[Jstub]

Question 1 (summed up): a Gellenkamp melting point apparatus found a substance melts at 127.2-130.3 degrees Celsius. The substance is either compound A, which melts at 121.2-122.3, or compound B, which melts at 135.3-136.1. Which one is it?

For this one, I assume it is compound B, and it has some impurities in it. That’s my thought process so far.

Question 2) when the capillary tube was filled with 1mm of substance X, it melted at 150-151 degrees Celsius. So what would the melting point be if they used 25mm instead (assuming they both heated up at 2 degrees per minute)?
And what would the melting point be for the 1mm sample if the heating rate was 15 degrees per minute?

[Borek]

For 1 - yes, substance can melt below its mp if it is impure, it can't melt above.

Is melting point an intensive, or extensive property?

[Jstub]

Intensive. But why is that relevant?

[Borek]

In general, as an intensive property, can it depend on the amount of substance?
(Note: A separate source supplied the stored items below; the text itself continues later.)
// Copyright 2026 The Chatbridge Project
// SPDX-License-Identifier: Apache-2.0

use super::types::{Fragment, FragmentKind};

/// Running transcript for one request.
///
/// `Final` replaces the answer, `Incremental` appends to it, and `Reasoning`
/// appends to the reasoning trace. Duplicate reasoning fragments are kept;
/// the emitter decides what is sent.
#[derive(Debug, Default, Clone)]
pub struct Transcript {
    answer: String,
    reasoning: String,
}

impl Transcript {
    pub fn new() -> Self {
        Self::default()
    }

    pub fn apply(&mut self, fragment: &Fragment) {
        match fragment.kind {
            FragmentKind::Final => {
                self.answer.clear();
                self.answer.push_str(&fragment.text);
            }
            FragmentKind::Incremental => self.answer.push_str(&fragment.text),
            FragmentKind::Reasoning => self.reasoning.push_str(&fragment.text),
        }
    }

    pub fn answer(&self) -> &str {
        &self.answer
    }

    pub fn reasoning(&self) -> &str {
        &self.reasoning
    }
}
In practice it tends to be tricky, as when the heating is too fast there is no time for equilibration, so depending on the exact construction of the apparatus sample/thermometer can be at a bit different temperatures. But - as with every process that depends on the heat transfer - it is quite difficult to predict exact results. That's why it is best to heat very slowly.

If memory serves me well fast heating tends to produce lower melting points, as thermometer is typically large and its temperature lags behind the sample.

[Jstub]

Thank you very much, this has been a lot of help. But just so we’re clear, there is no formula  that I can use to find out exactly what the range would be when the sample is larger? I’m supposed to answer with a new range, and I’m thinking the only way I could produce an actual estimate would be to say “if it melted after one degree, that means it took 30 seconds. So if we had 25mm instead, it would take 12.5 minutes. And after 12.5 minute, the temperature would be at 175 degrees Celsius” I know that’s not at all scientific, but it’s the only method I could think of to use math to actually estimate the new range.

[Borek]

But just so we’re clear, there is no formula  that I can use to find out exactly what the range would be when the sample is larger?

Exactly, no such formula. All you can say is that you expect the temperature to be higher, but everything more elaborate will be just reading tea leaves.